Stored items

★ ★ ★

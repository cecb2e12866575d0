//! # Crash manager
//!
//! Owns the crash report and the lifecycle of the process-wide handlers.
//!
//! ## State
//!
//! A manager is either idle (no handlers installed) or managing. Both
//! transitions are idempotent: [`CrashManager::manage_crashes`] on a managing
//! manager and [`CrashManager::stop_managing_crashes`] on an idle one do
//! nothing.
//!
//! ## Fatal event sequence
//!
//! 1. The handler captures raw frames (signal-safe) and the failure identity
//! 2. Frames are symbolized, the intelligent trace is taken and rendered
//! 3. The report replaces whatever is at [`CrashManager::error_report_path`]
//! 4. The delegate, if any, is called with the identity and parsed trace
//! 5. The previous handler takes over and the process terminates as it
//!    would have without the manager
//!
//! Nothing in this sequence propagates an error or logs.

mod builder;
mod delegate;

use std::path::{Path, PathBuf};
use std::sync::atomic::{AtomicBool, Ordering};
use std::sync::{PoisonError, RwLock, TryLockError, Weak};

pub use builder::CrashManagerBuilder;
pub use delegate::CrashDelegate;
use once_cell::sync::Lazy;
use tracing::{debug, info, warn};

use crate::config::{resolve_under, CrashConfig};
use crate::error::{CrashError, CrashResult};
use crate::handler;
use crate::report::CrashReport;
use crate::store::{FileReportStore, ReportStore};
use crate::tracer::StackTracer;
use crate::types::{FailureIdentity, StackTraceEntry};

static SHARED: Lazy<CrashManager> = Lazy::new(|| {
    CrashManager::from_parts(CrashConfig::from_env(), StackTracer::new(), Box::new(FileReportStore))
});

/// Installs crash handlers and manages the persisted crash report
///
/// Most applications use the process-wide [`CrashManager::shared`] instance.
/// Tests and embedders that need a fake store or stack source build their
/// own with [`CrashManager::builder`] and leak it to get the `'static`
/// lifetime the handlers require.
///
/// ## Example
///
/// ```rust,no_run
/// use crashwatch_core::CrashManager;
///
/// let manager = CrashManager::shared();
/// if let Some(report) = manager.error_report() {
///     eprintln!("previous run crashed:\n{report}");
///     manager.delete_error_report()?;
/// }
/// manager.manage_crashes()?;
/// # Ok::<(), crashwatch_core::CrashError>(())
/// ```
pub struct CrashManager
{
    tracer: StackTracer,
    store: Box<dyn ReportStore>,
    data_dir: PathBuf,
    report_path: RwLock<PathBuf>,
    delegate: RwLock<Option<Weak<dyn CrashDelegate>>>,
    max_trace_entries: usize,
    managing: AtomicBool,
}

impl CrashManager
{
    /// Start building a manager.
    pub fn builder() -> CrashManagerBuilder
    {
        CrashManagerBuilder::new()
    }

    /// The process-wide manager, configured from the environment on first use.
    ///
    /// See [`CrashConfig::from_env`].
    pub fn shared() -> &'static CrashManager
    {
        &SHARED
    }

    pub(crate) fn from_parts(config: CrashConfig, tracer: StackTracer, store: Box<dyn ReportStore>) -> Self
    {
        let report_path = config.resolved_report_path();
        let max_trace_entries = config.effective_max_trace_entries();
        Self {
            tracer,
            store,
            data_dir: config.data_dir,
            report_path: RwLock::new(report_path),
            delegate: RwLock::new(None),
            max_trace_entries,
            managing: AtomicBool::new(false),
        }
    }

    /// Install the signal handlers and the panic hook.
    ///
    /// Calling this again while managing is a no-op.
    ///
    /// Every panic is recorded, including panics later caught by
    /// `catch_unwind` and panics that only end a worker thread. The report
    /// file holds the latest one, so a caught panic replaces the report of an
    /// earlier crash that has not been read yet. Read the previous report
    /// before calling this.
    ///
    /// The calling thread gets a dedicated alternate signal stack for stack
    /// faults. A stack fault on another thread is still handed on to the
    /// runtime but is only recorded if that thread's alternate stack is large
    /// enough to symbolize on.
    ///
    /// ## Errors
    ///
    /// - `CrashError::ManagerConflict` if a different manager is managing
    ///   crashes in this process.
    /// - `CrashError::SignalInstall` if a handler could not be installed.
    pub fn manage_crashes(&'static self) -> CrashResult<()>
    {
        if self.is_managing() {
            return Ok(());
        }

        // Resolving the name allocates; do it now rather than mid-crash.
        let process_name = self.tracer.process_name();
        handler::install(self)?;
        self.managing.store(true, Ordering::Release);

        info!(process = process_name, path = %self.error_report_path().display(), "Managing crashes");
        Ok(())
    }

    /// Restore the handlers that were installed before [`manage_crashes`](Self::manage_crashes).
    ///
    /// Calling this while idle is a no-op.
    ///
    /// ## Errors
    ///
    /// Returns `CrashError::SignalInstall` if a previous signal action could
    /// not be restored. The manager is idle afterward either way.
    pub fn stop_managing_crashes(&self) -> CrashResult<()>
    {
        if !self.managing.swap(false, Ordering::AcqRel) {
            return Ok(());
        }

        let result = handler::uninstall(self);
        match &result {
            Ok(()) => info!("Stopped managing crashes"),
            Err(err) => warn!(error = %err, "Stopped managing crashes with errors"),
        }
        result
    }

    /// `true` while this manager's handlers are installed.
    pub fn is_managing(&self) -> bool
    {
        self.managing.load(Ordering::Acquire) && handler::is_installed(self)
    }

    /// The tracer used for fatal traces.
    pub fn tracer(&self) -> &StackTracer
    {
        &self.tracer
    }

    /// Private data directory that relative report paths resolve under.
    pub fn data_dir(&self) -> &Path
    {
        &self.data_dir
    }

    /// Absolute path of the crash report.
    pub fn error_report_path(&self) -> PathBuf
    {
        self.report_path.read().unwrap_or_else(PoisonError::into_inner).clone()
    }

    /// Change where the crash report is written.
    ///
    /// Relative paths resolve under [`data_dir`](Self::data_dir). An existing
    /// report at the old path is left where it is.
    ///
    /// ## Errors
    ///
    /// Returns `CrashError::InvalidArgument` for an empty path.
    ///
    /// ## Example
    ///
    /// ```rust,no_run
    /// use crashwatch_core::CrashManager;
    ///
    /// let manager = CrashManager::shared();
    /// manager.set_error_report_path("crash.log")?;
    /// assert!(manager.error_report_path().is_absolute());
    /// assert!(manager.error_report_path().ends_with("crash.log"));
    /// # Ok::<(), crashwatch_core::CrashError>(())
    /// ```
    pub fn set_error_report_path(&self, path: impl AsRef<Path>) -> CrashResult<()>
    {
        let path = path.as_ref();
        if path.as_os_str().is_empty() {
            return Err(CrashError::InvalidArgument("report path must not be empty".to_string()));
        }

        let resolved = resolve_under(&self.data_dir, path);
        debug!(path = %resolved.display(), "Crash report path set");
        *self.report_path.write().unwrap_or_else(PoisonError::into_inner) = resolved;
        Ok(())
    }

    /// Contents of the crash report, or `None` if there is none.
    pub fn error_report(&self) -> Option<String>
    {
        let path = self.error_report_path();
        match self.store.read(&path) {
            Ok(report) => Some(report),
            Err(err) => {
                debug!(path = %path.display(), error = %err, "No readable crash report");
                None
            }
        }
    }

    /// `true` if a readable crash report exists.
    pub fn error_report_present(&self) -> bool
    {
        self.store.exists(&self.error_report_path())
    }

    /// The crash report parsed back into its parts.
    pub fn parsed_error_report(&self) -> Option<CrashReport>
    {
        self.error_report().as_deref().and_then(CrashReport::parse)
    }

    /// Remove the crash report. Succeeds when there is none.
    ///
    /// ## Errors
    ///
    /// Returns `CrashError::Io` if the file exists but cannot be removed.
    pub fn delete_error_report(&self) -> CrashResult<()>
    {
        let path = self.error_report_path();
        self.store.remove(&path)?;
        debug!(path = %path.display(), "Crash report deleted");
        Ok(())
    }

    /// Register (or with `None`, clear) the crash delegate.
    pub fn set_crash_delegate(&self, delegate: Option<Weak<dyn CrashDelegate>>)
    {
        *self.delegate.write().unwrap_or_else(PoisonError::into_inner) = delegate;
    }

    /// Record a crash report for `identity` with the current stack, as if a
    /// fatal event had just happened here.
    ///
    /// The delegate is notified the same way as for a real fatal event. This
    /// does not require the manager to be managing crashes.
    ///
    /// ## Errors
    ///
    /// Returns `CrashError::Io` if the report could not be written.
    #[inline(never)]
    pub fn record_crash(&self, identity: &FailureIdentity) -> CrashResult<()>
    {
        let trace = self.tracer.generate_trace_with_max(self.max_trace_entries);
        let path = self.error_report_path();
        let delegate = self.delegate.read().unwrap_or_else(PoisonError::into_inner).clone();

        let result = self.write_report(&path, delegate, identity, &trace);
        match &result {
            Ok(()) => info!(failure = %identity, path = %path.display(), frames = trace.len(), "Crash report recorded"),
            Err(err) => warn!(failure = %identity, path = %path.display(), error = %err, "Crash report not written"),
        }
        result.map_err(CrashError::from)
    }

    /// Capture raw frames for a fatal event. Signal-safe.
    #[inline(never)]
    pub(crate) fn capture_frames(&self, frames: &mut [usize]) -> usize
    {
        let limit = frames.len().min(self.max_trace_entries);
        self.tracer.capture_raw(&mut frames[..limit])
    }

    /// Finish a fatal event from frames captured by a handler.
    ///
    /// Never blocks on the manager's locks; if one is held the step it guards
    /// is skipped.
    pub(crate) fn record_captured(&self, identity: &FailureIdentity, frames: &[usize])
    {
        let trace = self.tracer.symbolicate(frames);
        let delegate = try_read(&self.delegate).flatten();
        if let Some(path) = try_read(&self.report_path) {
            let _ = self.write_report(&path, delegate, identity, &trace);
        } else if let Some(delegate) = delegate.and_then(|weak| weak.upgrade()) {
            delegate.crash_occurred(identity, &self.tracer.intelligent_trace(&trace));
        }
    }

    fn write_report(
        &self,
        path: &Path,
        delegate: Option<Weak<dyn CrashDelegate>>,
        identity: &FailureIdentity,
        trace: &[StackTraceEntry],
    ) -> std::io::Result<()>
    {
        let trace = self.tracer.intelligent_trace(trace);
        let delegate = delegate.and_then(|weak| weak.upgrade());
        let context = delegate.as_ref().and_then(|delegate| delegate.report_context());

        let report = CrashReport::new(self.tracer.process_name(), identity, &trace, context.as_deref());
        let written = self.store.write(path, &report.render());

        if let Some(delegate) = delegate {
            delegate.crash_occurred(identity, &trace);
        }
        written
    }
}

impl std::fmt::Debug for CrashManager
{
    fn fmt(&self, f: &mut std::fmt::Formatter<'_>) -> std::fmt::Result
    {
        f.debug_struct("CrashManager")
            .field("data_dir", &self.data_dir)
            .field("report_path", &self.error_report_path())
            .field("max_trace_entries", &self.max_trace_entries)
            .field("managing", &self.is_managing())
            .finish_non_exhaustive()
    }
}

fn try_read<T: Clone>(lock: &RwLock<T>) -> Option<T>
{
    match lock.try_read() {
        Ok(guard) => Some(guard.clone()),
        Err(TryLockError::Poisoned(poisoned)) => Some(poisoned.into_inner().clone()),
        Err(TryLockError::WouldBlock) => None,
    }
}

★ ★ ★

Your objective
Copy every line in the entries above that has the string "panics" in it.

Result
    /// Every panic is recorded, including panics later caught by
    /// `catch_unwind` and panics that only end a worker thread. The report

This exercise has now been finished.